A quel punto Luca si fermò, capendo le intenzioni del commissario. «Cosa sappiamo del bastardo?» domandò, togliendosi la giacca e la fondina ascellare con la pistola, per poi indossare il giubbotto antiproiettile sopra la camicia.
«Per il momento quasi nulla. Mi hanno appena riferito di aver trovato la sua Volvo nera dall’altra parte del parcheggio. Non si è nemmeno preoccupato di chiuderla a chiave. I ragazzi la stanno ispezionando. Il Mostro ha chiesto di te, e come sai tiene in ostaggio tua moglie e tuo figlio. Ha ucciso due persone che hanno tentato di opporre resistenza. Non sappiamo cosa sia successo per farlo uscire allo scoperto così. Tu cerca di capire cosa vuole. Porta via i tuoi familiari… prova a temporeggiare, le Teste di Cuoio stanno arrivando. Non può più sfuggirci, ora.»

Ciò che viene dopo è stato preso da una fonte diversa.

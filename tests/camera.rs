use nalgebra::{UnitQuaternion, Vector3};
use vitrail::components::{Camera, CameraDesc, ProjectionType};

fn camera_at(position: Vector3<f32>) -> Camera {
    Camera::new(
        &CameraDesc::builder()
            .position(position)
            .look_at(Vector3::zeros())
            .build(),
    )
}

fn assert_orthonormal(camera: &Camera) {
    let (f, u, r) = (camera.forward(), camera.up(), camera.right());
    for v in [f, u, r] {
        assert!((v.norm() - 1.0).abs() < 1e-4, "not unit: {v:?}");
    }
    assert!(f.dot(&u).abs() < 1e-4);
    assert!(f.dot(&r).abs() < 1e-4);
    assert!(u.dot(&r).abs() < 1e-4);
}

#[test]
fn basis_stays_orthonormal() {
    let mut camera = camera_at(Vector3::new(3.0, 4.0, 5.0));
    assert_orthonormal(&camera);

    camera.set_look_at(Vector3::new(-2.0, 1.0, 0.5));
    assert_orthonormal(&camera);

    camera.rotate(UnitQuaternion::from_euler_angles(0.3, -1.2, 0.7));
    assert_orthonormal(&camera);

    camera.rotate_around(Vector3::new(1.0, 0.0, 0.0), Vector3::new(0.0, 1.0, 1.0), 2.0);
    assert_orthonormal(&camera);

    camera.set_up_vector(Vector3::new(0.2, 1.0, 0.0));
    assert_orthonormal(&camera);

    camera.set_orientation(UnitQuaternion::from_euler_angles(1.0, 0.5, 0.25));
    assert_orthonormal(&camera);
}

#[test]
fn degenerate_inputs_fall_back_to_world_axes() {
    let mut camera = camera_at(Vector3::new(0.0, 0.0, 10.0));

    // target at the eye
    camera.set_look_at(Vector3::new(0.0, 0.0, 10.0));
    assert_eq!(camera.forward(), Vector3::new(0.0, 0.0, -1.0));
    assert_orthonormal(&camera);

    let before = camera.forward();
    camera.set_look_at(Vector3::new(f32::NAN, 0.0, 0.0));
    assert_eq!(camera.forward(), before);

    camera.set_up_vector(Vector3::zeros());
    assert_orthonormal(&camera);
}

#[test]
fn fov_shrinks_as_zoom_grows() {
    let mut camera = camera_at(Vector3::new(0.0, 0.0, 10.0));
    let mut last_fov = f32::INFINITY;

    for step in 1..=150 {
        camera.set_zoom_level(step as f32 * 0.1);
        let fov = camera.fov();
        assert!(fov <= last_fov, "fov grew at zoom {}", camera.zoom_level());
        assert!((Camera::MIN_FOV..=Camera::MAX_FOV).contains(&fov));
        assert!(
            (Camera::MIN_ORTHO_HEIGHT..=Camera::MAX_ORTHO_HEIGHT).contains(&camera.ortho_height())
        );
        last_fov = fov;
    }
}

#[test]
fn zoom_by_is_monotonic() {
    let mut camera = camera_at(Vector3::new(0.0, 0.0, 10.0));

    for _ in 0..200 {
        let before = camera.zoom_level();
        camera.zoom_by(1.0);
        assert!(camera.zoom_level() >= before);
    }
    assert!(camera.zoom_level() <= Camera::MAX_ZOOM_LEVEL);

    for _ in 0..400 {
        let before = camera.zoom_level();
        camera.zoom_by(-1.0);
        assert!(camera.zoom_level() <= before);
    }
    assert!(camera.zoom_level() >= Camera::MIN_ZOOM_LEVEL);
}

#[test]
fn ten_wheel_steps_zoom_in_then_back_out() {
    let mut camera = camera_at(Vector3::new(0.0, 0.0, 10.0));
    let initial_fov = camera.fov();

    let mut levels = vec![camera.zoom_level()];
    for _ in 0..10 {
        camera.zoom_by(1.0);
        levels.push(camera.zoom_level());
    }

    assert!(levels.windows(2).all(|w| w[1] > w[0]));
    assert!(camera.fov() < initial_fov);

    for _ in 0..10 {
        camera.zoom_by(-1.0);
    }
    assert!(camera.zoom_level() < levels[10]);
}

#[test]
fn pure_blends_are_exact_projections() {
    let mut camera = camera_at(Vector3::new(0.0, 2.0, 8.0));

    camera.set_projection_type(ProjectionType::Perspective, 1.0);
    camera.update();
    assert_eq!(camera.projection_blend(), 0.0);
    assert_eq!(*camera.projection_matrix(), camera.perspective_matrix());

    camera.set_projection_type(ProjectionType::Orthographic, 1.0);
    camera.update();
    assert_eq!(camera.projection_blend(), 1.0);
    assert_eq!(*camera.projection_matrix(), camera.orthographic_matrix());

    camera.set_projection_type(ProjectionType::Orthographic, 0.25);
    camera.update();
    let expected =
        camera.perspective_matrix() * 0.75 + camera.orthographic_matrix() * 0.25;
    assert!((camera.projection_matrix() - expected).norm() < 1e-5);
}

#[test]
fn blend_is_clamped() {
    let mut camera = Camera::default();
    camera.set_projection_type(ProjectionType::Orthographic, 4.0);
    assert_eq!(camera.projection_blend(), 1.0);
    camera.set_projection_type(ProjectionType::Perspective, -3.0);
    assert_eq!(camera.projection_blend(), 1.0);
    assert_eq!(camera.projection_type(), ProjectionType::Perspective);
}

#[test]
fn orthographic_desc_starts_fully_blended() {
    let camera = Camera::new(
        &CameraDesc::builder()
            .projection(ProjectionType::Orthographic)
            .build(),
    );
    assert_eq!(camera.projection_blend(), 1.0);
    assert_eq!(*camera.projection_matrix(), camera.orthographic_matrix());
}

#[test]
fn rotate_around_keeps_distance_to_pivot() {
    let pivot = Vector3::new(1.0, 0.0, -2.0);
    let mut camera = camera_at(Vector3::new(1.0, 0.0, 3.0));

    camera.rotate_around(pivot, Vector3::y(), std::f32::consts::FRAC_PI_2);

    assert!(((camera.position() - pivot).norm() - 5.0).abs() < 1e-4);
    assert!((camera.position() - Vector3::new(6.0, 0.0, -2.0)).norm() < 1e-4);
}

#[test]
fn view_projection_is_projection_times_view() {
    let mut camera = camera_at(Vector3::new(2.0, 3.0, 4.0));
    camera.update();
    assert_eq!(
        camera.view_projection_matrix(),
        camera.projection_matrix() * camera.view_matrix()
    );
}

«Come comunicate con lui?»
«Ha preso il cellulare di una vittima.» Proprio in quel momento il telefonino che reggeva in mano prese a squillare. «E gli abbiamo dato questo numero.» Schiacciò il tasto verde. «Commissario Battistini», disse con voce ferma. Dopo pochi secondi porse il cellulare a Luca. «Vuole te.»
Luca lo afferrò quasi con rabbia. «Cosa vuoi dalla mia famiglia?» Era difficile mantenere la calma. Gli balenarono nella mente i ricordi di un articolo sulla negoziazione: ascolto attivo, empatia, rapporto, influenza, cambiamento comportamentale…
«Voglio che osservi il figlio morire», gli rispose una voce profonda. Di colpo dimenticò il modello di negoziazione sviluppato dall’FBI, capendo che non aveva più molto tempo.
«Lascia stare mio figlio, sto arrivando.» Ma dall’altra parte la linea era già stata interrotta.
«Che ti ha detto?» domandò il commissario.
«Vuole uccidere mio figlio, come ha ucciso gli altri bambini.» Riconsegnò il cellulare al superiore. «Ma non so ancora perché… e forse non ha più molta importanza.» Parlava a denti stretti, la mente che lavorava a pieno regime. Battistini aveva ragione: doveva temporeggiare, parlare con il Mostro. Anche se il solo pensiero gli faceva rivoltare lo stomaco, doveva cercare di entrare in sintonia con lui. Gli sarebbero bastati pochi minuti. «Aspettate che mia moglie e mio figlio siano al sicuro prima di sparare», disse infine avviandosi verso l’ingresso del Castello.
«Non preoccuparti, i ragazzi sono dei professionisti», disse il commissario alle sue spalle.
Incamminandosi verso l’ingresso del centro commerciale disseminato di grandi vasi di fiori, la voce del Mostro continuava a ripetersi come un’eco nella sua mente.
Voglio che osservi il figlio morire.
Perché gli aveva detto il figlio e non tuo figlio? Non aveva alcun senso, a meno che non avesse capito male.
No, aveva sentito benissimo, quella voce era molto chiara. Girò a destra, verso un ingresso laterale che si apriva accanto a una edicola le cui saracinesche erano abbassate. Vide che le porte scorrevoli erano mantenute aperte da due sanitari accovacciati sul corpo di un anziano riverso a terra. Il Mostro gli aveva sparato al petto; la camicia bianca che indossava era intrisa di sangue. I due uomini alzarono gli occhi seri verso di lui, scuotendo appena il capo.
«Portatelo via e allontanatevi da qui», disse Luca entrando nel centro commerciale. Il suo viso fu subito investito dall’aria fresca dei grandi condizionatori.